Saved data entries:

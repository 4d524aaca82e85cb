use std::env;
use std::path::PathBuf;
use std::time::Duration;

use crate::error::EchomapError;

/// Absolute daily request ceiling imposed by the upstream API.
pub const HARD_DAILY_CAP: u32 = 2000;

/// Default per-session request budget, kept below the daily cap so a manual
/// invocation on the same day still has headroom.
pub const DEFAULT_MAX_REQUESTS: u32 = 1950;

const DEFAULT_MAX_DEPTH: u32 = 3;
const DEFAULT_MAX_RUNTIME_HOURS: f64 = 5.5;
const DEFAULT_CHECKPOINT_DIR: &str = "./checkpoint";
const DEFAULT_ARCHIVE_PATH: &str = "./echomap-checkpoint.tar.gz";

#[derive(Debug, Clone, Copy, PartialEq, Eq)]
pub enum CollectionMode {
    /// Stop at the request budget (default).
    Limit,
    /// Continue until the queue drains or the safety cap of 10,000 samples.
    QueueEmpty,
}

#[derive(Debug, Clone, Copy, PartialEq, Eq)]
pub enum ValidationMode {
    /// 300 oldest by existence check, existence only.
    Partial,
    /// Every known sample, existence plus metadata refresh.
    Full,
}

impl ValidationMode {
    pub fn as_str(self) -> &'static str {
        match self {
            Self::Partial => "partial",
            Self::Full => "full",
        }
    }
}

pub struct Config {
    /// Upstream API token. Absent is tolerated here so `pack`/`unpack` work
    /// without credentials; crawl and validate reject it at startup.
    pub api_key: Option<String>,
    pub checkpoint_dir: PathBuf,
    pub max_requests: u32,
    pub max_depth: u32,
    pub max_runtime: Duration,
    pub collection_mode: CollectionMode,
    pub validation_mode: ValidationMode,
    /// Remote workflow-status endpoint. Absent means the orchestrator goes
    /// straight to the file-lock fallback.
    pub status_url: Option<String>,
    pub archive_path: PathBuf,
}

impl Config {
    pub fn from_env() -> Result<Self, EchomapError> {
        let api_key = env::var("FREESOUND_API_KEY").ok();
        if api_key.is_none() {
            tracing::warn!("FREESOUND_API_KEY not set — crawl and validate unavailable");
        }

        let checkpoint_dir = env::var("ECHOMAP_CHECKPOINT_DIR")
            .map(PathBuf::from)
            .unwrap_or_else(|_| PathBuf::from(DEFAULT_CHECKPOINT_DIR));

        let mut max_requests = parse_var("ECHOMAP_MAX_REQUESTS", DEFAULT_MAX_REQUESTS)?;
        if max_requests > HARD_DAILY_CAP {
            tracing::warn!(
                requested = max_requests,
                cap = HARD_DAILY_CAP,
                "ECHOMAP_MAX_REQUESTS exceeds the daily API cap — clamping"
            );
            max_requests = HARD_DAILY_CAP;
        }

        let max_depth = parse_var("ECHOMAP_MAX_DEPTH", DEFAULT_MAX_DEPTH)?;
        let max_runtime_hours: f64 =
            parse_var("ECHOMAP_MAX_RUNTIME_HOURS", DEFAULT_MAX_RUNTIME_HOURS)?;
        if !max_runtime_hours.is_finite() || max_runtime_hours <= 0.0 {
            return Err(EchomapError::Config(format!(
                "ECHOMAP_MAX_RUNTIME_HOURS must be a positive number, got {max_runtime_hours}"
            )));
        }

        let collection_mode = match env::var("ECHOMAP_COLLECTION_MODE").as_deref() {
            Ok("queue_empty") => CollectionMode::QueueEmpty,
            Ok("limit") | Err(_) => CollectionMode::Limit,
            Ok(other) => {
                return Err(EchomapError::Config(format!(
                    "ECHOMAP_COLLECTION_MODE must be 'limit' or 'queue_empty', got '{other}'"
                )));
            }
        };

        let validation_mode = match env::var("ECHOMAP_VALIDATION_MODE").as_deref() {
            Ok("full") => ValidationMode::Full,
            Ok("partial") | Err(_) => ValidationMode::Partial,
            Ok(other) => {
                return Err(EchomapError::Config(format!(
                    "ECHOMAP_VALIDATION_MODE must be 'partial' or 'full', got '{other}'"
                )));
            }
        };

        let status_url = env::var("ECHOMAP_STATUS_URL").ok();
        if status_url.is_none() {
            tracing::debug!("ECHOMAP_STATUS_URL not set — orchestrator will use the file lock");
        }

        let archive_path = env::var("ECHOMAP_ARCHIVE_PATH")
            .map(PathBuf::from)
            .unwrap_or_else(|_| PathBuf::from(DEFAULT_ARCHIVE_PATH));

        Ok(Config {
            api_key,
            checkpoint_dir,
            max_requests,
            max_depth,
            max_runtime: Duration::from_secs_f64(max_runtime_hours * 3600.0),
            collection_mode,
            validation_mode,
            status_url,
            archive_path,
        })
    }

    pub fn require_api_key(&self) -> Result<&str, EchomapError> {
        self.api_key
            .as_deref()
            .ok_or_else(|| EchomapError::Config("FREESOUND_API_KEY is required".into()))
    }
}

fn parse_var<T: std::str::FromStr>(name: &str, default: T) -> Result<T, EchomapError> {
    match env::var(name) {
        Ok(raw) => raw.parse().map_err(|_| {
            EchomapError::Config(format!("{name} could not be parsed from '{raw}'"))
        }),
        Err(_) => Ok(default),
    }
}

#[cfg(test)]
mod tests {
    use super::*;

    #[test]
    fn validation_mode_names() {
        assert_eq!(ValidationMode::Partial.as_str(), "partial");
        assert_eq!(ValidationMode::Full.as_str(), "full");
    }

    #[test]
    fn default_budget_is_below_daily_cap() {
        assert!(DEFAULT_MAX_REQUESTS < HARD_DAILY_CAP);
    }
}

Task statement: Please return all of the entries exactly as they were given.

Reply:
repository 4d524aaca82e85cb
use std::env;
use std::path::PathBuf;
use std::time::Duration;

use crate::error::EchomapError;

/// Absolute daily request ceiling imposed by the upstream API.
pub const HARD_DAILY_CAP: u32 = 2000;

/// Default per-session request budget, kept below the daily cap so a manual
/// invocation on the same day still has headroom.
pub const DEFAULT_MAX_REQUESTS: u32 = 1950;

const DEFAULT_MAX_DEPTH: u32 = 3;
const DEFAULT_MAX_RUNTIME_HOURS: f64 = 5.5;
const DEFAULT_CHECKPOINT_DIR: &str = "./checkpoint";
const DEFAULT_ARCHIVE_PATH: &str = "./echomap-checkpoint.tar.gz";

#[derive(Debug, Clone, Copy, PartialEq, Eq)]
pub enum CollectionMode {
    /// Stop at the request budget (default).
    Limit,
    /// Continue until the queue drains or the safety cap of 10,000 samples.
    QueueEmpty,
}

#[derive(Debug, Clone, Copy, PartialEq, Eq)]
pub enum ValidationMode {
    /// 300 oldest by existence check, existence only.
    Partial,
    /// Every known sample, existence plus metadata refresh.
    Full,
}

impl ValidationMode {
    pub fn as_str(self) -> &'static str {
        match self {
            Self::Partial => "partial",
            Self::Full => "full",
        }
    }
}

pub struct Config {
    /// Upstream API token. Absent is tolerated here so `pack`/`unpack` work
    /// without credentials; crawl and validate reject it at startup.
    pub api_key: Option<String>,
    pub checkpoint_dir: PathBuf,
    pub max_requests: u32,
    pub max_depth: u32,
    pub max_runtime: Duration,
    pub collection_mode: CollectionMode,
    pub validation_mode: ValidationMode,
    /// Remote workflow-status endpoint. Absent means the orchestrator goes
    /// straight to the file-lock fallback.
    pub status_url: Option<String>,
    pub archive_path: PathBuf,
}

impl Config {
    pub fn from_env() -> Result<Self, EchomapError> {
        let api_key = env::var("FREESOUND_API_KEY").ok();
        if api_key.is_none() {
            tracing::warn!("FREESOUND_API_KEY not set — crawl and validate unavailable");
        }

        let checkpoint_dir = env::var("ECHOMAP_CHECKPOINT_DIR")
            .map(PathBuf::from)
            .unwrap_or_else(|_| PathBuf::from(DEFAULT_CHECKPOINT_DIR));

        let mut max_requests = parse_var("ECHOMAP_MAX_REQUESTS", DEFAULT_MAX_REQUESTS)?;
        if max_requests > HARD_DAILY_CAP {
            tracing::warn!(
                requested = max_requests,
                cap = HARD_DAILY_CAP,
                "ECHOMAP_MAX_REQUESTS exceeds the daily API cap — clamping"
            );
            max_requests = HARD_DAILY_CAP;
        }

        let max_depth = parse_var("ECHOMAP_MAX_DEPTH", DEFAULT_MAX_DEPTH)?;
        let max_runtime_hours: f64 =
            parse_var("ECHOMAP_MAX_RUNTIME_HOURS", DEFAULT_MAX_RUNTIME_HOURS)?;
        if !max_runtime_hours.is_finite() || max_runtime_hours <= 0.0 {
            return Err(EchomapError::Config(format!(
                "ECHOMAP_MAX_RUNTIME_HOURS must be a positive number, got {max_runtime_hours}"
            )));
        }

        let collection_mode = match env::var("ECHOMAP_COLLECTION_MODE").as_deref() {
            Ok("queue_empty") => CollectionMode::QueueEmpty,
            Ok("limit") | Err(_) => CollectionMode::Limit,
            Ok(other) => {
                return Err(EchomapError::Config(format!(
                    "ECHOMAP_COLLECTION_MODE must be 'limit' or 'queue_empty', got '{other}'"
                )));
            }
        };

        let validation_mode = match env::var("ECHOMAP_VALIDATION_MODE").as_deref() {
            Ok("full") => ValidationMode::Full,
            Ok("partial") | Err(_) => ValidationMode::Partial,
            Ok(other) => {
                return Err(EchomapError::Config(format!(
                    "ECHOMAP_VALIDATION_MODE must be 'partial' or 'full', got '{other}'"
                )));
            }
        };

        let status_url = env::var("ECHOMAP_STATUS_URL").ok();
        if status_url.is_none() {
            tracing::debug!("ECHOMAP_STATUS_URL not set — orchestrator will use the file lock");
        }

        let archive_path = env::var("ECHOMAP_ARCHIVE_PATH")
            .map(PathBuf::from)
            .unwrap_or_else(|_| PathBuf::from(DEFAULT_ARCHIVE_PATH));

        Ok(Config {
            api_key,
            checkpoint_dir,
            max_requests,
            max_depth,
            max_runtime: Duration::from_secs_f64(max_runtime_hours * 3600.0),
            collection_mode,
            validation_mode,
            status_url,
            archive_path,
        })
    }

    pub fn require_api_key(&self) -> Result<&str, EchomapError> {
        self.api_key
            .as_deref()
            .ok_or_else(|| EchomapError::Config("FREESOUND_API_KEY is required".into()))
    }
}

fn parse_var<T: std::str::FromStr>(name: &str, default: T) -> Result<T, EchomapError> {
    match env::var(name) {
        Ok(raw) => raw.parse().map_err(|_| {
            EchomapError::Config(format!("{name} could not be parsed from '{raw}'"))
        }),
        Err(_) => Ok(default),
    }
}

#[cfg(test)]
mod tests {
    use super::*;

    #[test]
    fn validation_mode_names() {
        assert_eq!(ValidationMode::Partial.as_str(), "partial");
        assert_eq!(ValidationMode::Full.as_str(), "full");
    }

    #[test]
    fn default_budget_is_below_daily_cap() {
        assert!(DEFAULT_MAX_REQUESTS < HARD_DAILY_CAP);
    }
}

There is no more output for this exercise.